Выбрать главу

— Не знаю. Я никогда не помню потом, могла бы я не заплакать или нет. То есть я и сама уже не могу отличить, нарочно это или непроизвольно. Очевидно, всегда чуть-чуть нарочно и чуть-чуть от души. Думаете, нет? Хотя вы-то не знаете, откуда вам знать. Мне приятно плакать, и я не стыжусь этого — ради чего же сдерживаться? Скажите.

Она говорила, чуть запинаясь, поджидая иногда слово, чтобы оно упало к ней сверху, как созревший плод, и радовалась, поймав его наконец и вложив в подготовленное место. От этой радости она иногда смеялась в промежутках между словами, но будто бы тут же смеясь и над собой за такое ребячество, и эта манера, как и все в ней, тоже очень нравилась Герману Тимофееву. Он начал объяснять ей, почему вел сегодня урок именно так, а не иначе, и как он вел раньше, в первые годы работы, и как ему хочется теперь — все по-новому и по-новому, чтобы обязательно было интересно и самому, и не замечая при этом, что уже подражает ее милой манере и тоже нарочно запинается и посмеивается над собою среди слов, что, действительно, получалось гораздо лучше и не так педантично.

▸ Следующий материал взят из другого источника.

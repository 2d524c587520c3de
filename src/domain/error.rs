//! Domain error types.
//!
//! The engine itself is best-effort and never fails on ledger data; these errors
//! come from configuration, input adapters and the what-if sale query.

/// Rejection reasons for a what-if sale.
#[derive(Debug, Clone, PartialEq, thiserror::Error)]
pub enum SimulationError {
    #[error("no shares held for {key}")]
    NoShares { key: String },

    #[error("invalid quantity to sell: {quantity}")]
    InvalidQuantity { quantity: f64 },

    #[error("not enough shares to sell: requested {requested}, held {held}")]
    InsufficientShares { requested: f64, held: f64 },

    #[error("invalid sale price: {price}")]
    InvalidPrice { price: f64 },
}

/// Top-level error type for brokerledger.
#[derive(Debug, thiserror::Error)]
pub enum LedgerError {
    #[error("input error: {reason}")]
    Input { reason: String },

    #[error("config parse error in {file}: {reason}")]
    ConfigParse { file: String, reason: String },

    #[error("missing config key [{section}] {key}")]
    ConfigMissing { section: String, key: String },

    #[error("invalid config value [{section}] {key}: {reason}")]
    ConfigInvalid {
        section: String,
        key: String,
        reason: String,
    },

    #[error("no position for instrument {key}")]
    UnknownInstrument { key: String },

    #[error(transparent)]
    Simulation(#[from] SimulationError),

    #[error(transparent)]
    Io(#[from] std::io::Error),
}

impl From<&LedgerError> for std::process::ExitCode {
    fn from(err: &LedgerError) -> Self {
        let code: u8 = match err {
            LedgerError::Io(_) => 1,
            LedgerError::ConfigParse { .. }
            | LedgerError::ConfigMissing { .. }
            | LedgerError::ConfigInvalid { .. } => 2,
            LedgerError::Input { .. } => 3,
            LedgerError::UnknownInstrument { .. } | LedgerError::Simulation(_) => 4,
        };
        std::process::ExitCode::from(code)
    }
}

#[cfg(test)]
mod tests {
    use super::*;

    #[test]
    fn config_invalid_message_names_section_and_key() {
        let err = LedgerError::ConfigInvalid {
            section: "ledger".into(),
            key: "method".into(),
            reason: "expected fifo or average".into(),
        };
        assert_eq!(
            err.to_string(),
            "invalid config value [ledger] method: expected fifo or average"
        );
    }

    #[test]
    fn simulation_error_converts_transparently() {
        let err: LedgerError = SimulationError::InvalidPrice { price: -1.0 }.into();
        assert_eq!(err.to_string(), "invalid sale price: -1");
    }

    #[test]
    fn insufficient_shares_message() {
        let err = SimulationError::InsufficientShares {
            requested: 12.0,
            held: 10.0,
        };
        assert_eq!(
            err.to_string(),
            "not enough shares to sell: requested 12, held 10"
        );
    }
}
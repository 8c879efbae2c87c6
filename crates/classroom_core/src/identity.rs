//! crates/classroom_core/src/identity.rs
//!
//! PIN rules and the mapping from a login form to a credential key.

use crate::domain::{Role, ADMIN_NAME, ADMIN_SCOPE};
use crate::ports::{PortError, PortResult};
use crate::roster::Roster;

pub const PIN_LENGTH: usize = 4;

pub fn validate_pin(pin: &str) -> PortResult<()> {
    if pin.len() == PIN_LENGTH && pin.bytes().all(|b| b.is_ascii_digit()) {
        Ok(())
    } else {
        Err(PortError::Validation("PIN must be 4 digits.".to_string()))
    }
}

pub fn validate_new_pin(pin: &str, confirm: &str) -> PortResult<()> {
    validate_pin(pin)?;
    if pin != confirm {
        return Err(PortError::Validation("PINs do not match.".to_string()));
    }
    Ok(())
}

/// The credential key a person logs in under.
#[derive(Debug, Clone, PartialEq, Eq)]
pub struct CredentialKey {
    pub scope: String,
    pub name: String,
    pub role: Role,
}

impl CredentialKey {
    pub fn admin() -> Self {
        Self {
            scope: ADMIN_SCOPE.to_string(),
            name: ADMIN_NAME.to_string(),
            role: Role::Admin,
        }
    }

    /// Resolves a (scope, name) pair against the roster. Students must be
    /// enrolled in the course they name; the admin scope only knows the
    /// Administrator.
    pub fn resolve(roster: &Roster, scope: &str, name: &str) -> PortResult<Self> {
        let name = name.trim();
        if scope == ADMIN_SCOPE {
            return if name == ADMIN_NAME {
                Ok(Self::admin())
            } else {
                Err(PortError::NotFound(format!("{} is not an instructor", name)))
            };
        }
        let course = roster
            .course(scope)
            .ok_or_else(|| PortError::NotFound(format!("Course {} not found", scope)))?;
        if !course.has_student(name) {
            return Err(PortError::NotFound(format!(
                "{} is not on the roster of {}",
                name, scope
            )));
        }
        Ok(Self {
            scope: scope.to_string(),
            name: name.to_string(),
            role: Role::Student,
        })
    }
}

#[cfg(test)]
mod tests {
    use super::*;
    use crate::roster::{Course, CourseSchedule};

    fn roster() -> Roster {
        Roster::new(vec![Course {
            id: "ADV 461".to_string(),
            label: "ADV 461".to_string(),
            students: vec!["Zong, Aidan".to_string(), "Monte, Ella".to_string()],
            schedule: CourseSchedule::default(),
        }])
    }

    #[test]
    fn pin_must_be_exactly_four_digits() {
        assert!(validate_pin("0042").is_ok());
        for bad in ["", "123", "12345", "12a4", " 123", "١٢٣٤"] {
            assert!(matches!(validate_pin(bad), Err(PortError::Validation(_))), "{bad:?}");
        }
    }

    #[test]
    fn confirmation_must_match() {
        assert!(validate_new_pin("1234", "1234").is_ok());
        assert!(matches!(
            validate_new_pin("1234", "1243"),
            Err(PortError::Validation(_))
        ));
    }

    #[test]
    fn resolve_checks_roster_membership() {
        let roster = roster();
        let key = CredentialKey::resolve(&roster, "ADV 461", " Zong, Aidan ").unwrap();
        assert_eq!(key.name, "Zong, Aidan");
        assert_eq!(key.role, Role::Student);

        assert!(matches!(
            CredentialKey::resolve(&roster, "ADV 461", "Aviv, Andie"),
            Err(PortError::NotFound(_))
        ));
        assert!(matches!(
            CredentialKey::resolve(&roster, "ADV 999", "Zong, Aidan"),
            Err(PortError::NotFound(_))
        ));
    }

    #[test]
    fn admin_scope_only_knows_the_administrator() {
        let roster = roster();
        assert_eq!(
            CredentialKey::resolve(&roster, ADMIN_SCOPE, ADMIN_NAME).unwrap(),
            CredentialKey::admin()
        );
        assert!(CredentialKey::resolve(&roster, ADMIN_SCOPE, "Zong, Aidan").is_err());
    }
}
impl From<TapView> for TapViewResponse {
    fn from(tap: TapView) -> Self {
        Self {
            id: tap.id,
            role: tap.role.as_str().to_string(),
            display_name: tap.display_name,
            from_color: tap.from_color.map(|c| c.as_str().to_string()),
            to_color: tap.to_color.as_str().to_string(),
            created_at: tap.created_at,
            out_of_class: tap.out_of_class,
        }
    }
}

#[derive(Serialize, ToSchema, Debug, Clone)]
pub struct PostResponse {
    pub id: Uuid,
    pub reply_to: Option<Uuid>,
    pub role: String,
    pub display_name: String,
    pub text: String,
    pub is_mine: bool,
    pub edited_at: Option<DateTime<Utc>>,
    pub created_at: DateTime<Utc>,
    /// Instructor only: posted outside the active session window.
    pub out_of_class: Option<bool>,
}

impl From<PostView> for PostResponse {
    fn from(post: PostView) -> Self {
        Self {
            id: post.id,
            reply_to: post.reply_to,
            role: post.role.as_str().to_string(),
            display_name: post.display_name,
            text: post.text,
            is_mine: post.is_mine,
            edited_at: post.edited_at,
            created_at: post.created_at,
            out_of_class: post.out_of_class,
        }
    }
}

#[derive(Serialize, ToSchema, Debug, Clone)]
pub struct ThreadResponse {
    pub root: PostResponse,
    pub replies: Vec<PostResponse>,
}

#[derive(Serialize, ToSchema, Debug, Clone)]
pub struct QuestionBoardResponse {
    pub course: String,
    pub date_key: String,
    pub can_submit: bool,
    pub threads: Vec<ThreadResponse>,
}

impl QuestionBoardResponse {
    fn new(board: QuestionBoard, can_submit: bool) -> Self {
        Self {
            course: board.day.course,
            date_key: board.day.date_key.to_string(),
            can_submit,
            threads: board
                .threads
                .into_iter()
                .map(|t| ThreadResponse {
                    root: t.root.into(),
                    replies: t.replies.into_iter().map(PostResponse::from).collect(),
                })
                .collect(),
        }
    }
}

#[derive(Deserialize, ToSchema)]
pub struct PostRequest {
    pub text: String,
    /// The post being answered; absent for a new top-level question.
    pub reply_to: Option<Uuid>,
}

#[derive(Deserialize, ToSchema)]
pub struct EditPostRequest {
    pub text: String,
}

#[derive(Serialize, ToSchema)]
pub struct QuestionResponse {
    pub id: Uuid,
    pub course: String,
    pub date_key: String,
    pub reply_to: Option<Uuid>,
    pub text: String,
    pub edited_at: Option<DateTime<Utc>>,
    pub created_at: DateTime<Utc>,
}

impl From<Question> for QuestionResponse {
    fn from(q: Question) -> Self {
        Self {
            id: q.id,
            course: q.day.course,
            date_key: q.day.date_key.to_string(),
            reply_to: q.reply_to,
            text: q.text,
            edited_at: q.edited_at,
            created_at: q.created_at,
        }
    }
}

#[derive(Serialize, ToSchema)]
pub struct DeletedResponse {
    /// The deleted post followed by every reply removed with it.
    pub ids: Vec<Uuid>,
}

#[derive(Serialize, ToSchema, Debug, Clone)]
pub struct WindowResponse {
    pub course: String,
    pub date_key: String,
    /// Minutes after midnight in the reference timezone.
    pub start_minute: Option<u16>,
    pub end_minute: Option<u16>,
    pub active: bool,
}

impl WindowResponse {
    fn new(day: &ClassDay, window: Option<SessionWindow>) -> Self {
        Self {
            course: day.course.clone(),
            date_key: day.date_key.to_string(),
            start_minute: window.as_ref().and_then(|w| w.start_minute),
            end_minute: window.as_ref().and_then(|w| w.end_minute),
            active: window.as_ref().is_some_and(SessionWindow::is_active),
        }
    }
}

#[derive(Deserialize, ToSchema)]
pub struct WindowRequest {
    pub start_minute: Option<u16>,
    pub end_minute: Option<u16>,
}

//=========================================================================================
// Loaders shared with the live subscription
//=========================================================================================

pub async fn load_understanding(
    classroom: &Classroom,
    identity: &AuthIdentity,
    day: &ClassDay,
    hide_names: bool,
) -> PortResult<UnderstandingResponse> {
    let can_submit = classroom.may_submit(identity, day).await?;
    let report = classroom
        .understanding_report(identity, day, hide_names)
        .await?;
    Ok(UnderstandingResponse::new(report, can_submit))
}
//! services/api/src/web/protocol.rs
//!
//! Defines the WebSocket message protocol between the browser client and the API server
//! for live class-day subscriptions.

use crate::web::rest::{QuestionBoardResponse, UnderstandingResponse, WindowResponse};
use serde::{Deserialize, Serialize};

//=========================================================================================
// Messages Sent FROM the Client (Browser) TO the Server
//=========================================================================================

/// Represents the structured text messages a client can send to the server.
#[derive(Deserialize, Debug, PartialEq, Eq)]
#[serde(tag = "type", rename_all = "snake_case")]
pub enum ClientMessage {
    /// Watches one class day. Replaces any earlier subscription on the connection.
    Subscribe {
        course: String,
        date_key: String,
        #[serde(default)]
        hide_names: bool,
    },

    /// Stops watching without starting a new subscription.
    Unsubscribe,
}

//=========================================================================================
// Messages Sent FROM the Server TO the Client (Browser)
//=========================================================================================

/// Everything a class-day screen shows, projected for the subscriber.
#[derive(Serialize, Debug, Clone)]
pub struct DaySnapshot {
    pub course: String,
    pub date_key: String,
    pub can_submit: bool,
    pub understanding: UnderstandingResponse,
    pub questions: QuestionBoardResponse,
    pub window: WindowResponse,
}

/// Represents the structured text messages the server can send to the client.
#[derive(Serialize, Debug, Clone)]
#[serde(tag = "type", rename_all = "snake_case")]
pub enum ServerMessage {
    /// The full state of the subscribed day. Sent on subscribe and after every change.
    Snapshot { snapshot: Box<DaySnapshot> },

    /// Confirms that the previous subscription has ended.
    Unsubscribed,

    /// Reports a rejected message or an unreadable store; the connection stays open.
    Error { message: String },
}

Так они говорили потом еще несколько раз после уроков и на улице, пока он провожал ее до автобуса, и все это время она вела себя так, будто и знать не знала ни о каких пьедесталах, и, может, поэтому все не срывалась и не срывалась. Она не сорвалась в его глазах даже сегодня, в том опасном месте разговора, когда он позвал ее к себе домой от дождя и где всякая другая так легко могла бы испугаться, или умолять, что не надо, не сегодня, или, наоборот, возмутиться, или мало еще каких наделать глупостей. Она же только спросила, можно ли будет от него позвонить, и спокойно пошла вперед по лестнице, продолжая разговаривать и вычитывая вслух наиболее смешные фамилии из списков рядом со звонками.

4

Комната Германа Тимофеева имела как бы две половины, два лица, постоянно обращенных друг к другу с некоторым противоречием и, в то же время, с сочувственной снисходительностью. Одно лицо было книжное, научно-бумажное, глядевшее из высоких стеллажей, туго набитых полными собраниями сочинений в одинаковой, как у солдат, обложке, справочниками, словарями, а также пестрым ополчением книг, разрозненных, но наверняка способных постоять за себя в одиночку. Тут же на стеллажах это лицо буквально заслонялось другим, первобьггно-спортивным, в виде свешивающихся резиновых ластов, рюкзаков, закопченных котелков и прочих орудий, созданных цивилизацией, но предназначенных именно для спасения и бегства от нее в природу.

Так было во всей комнате.

Если где-нибудь в углу лежали кучей журналы и педагогические брошюры, так обязательно сбоку или сверху выглядывали гантели, теннисные ракетки и свешивались зеленые ремни с пряжками. Если кое-где по стене мелькали прибитые кнопками портреты великих писателей, то невдалеке глаза натыкались на диковинные сучки и корневища, лесная причудливость которых нигде не была подправлена, а только повернута самым выразительным образом. Даже на столе, этом бумажном оплоте и столице, посреди рассыпанных карточек и исписанных листов торчал из стаканчика охотничий нож и рядом с ним уключина. Все это было не то чтобы нарочно смешано и перепутано напоказ, но, скорее, с удовольствием не убиралось и не приводилось в порядок.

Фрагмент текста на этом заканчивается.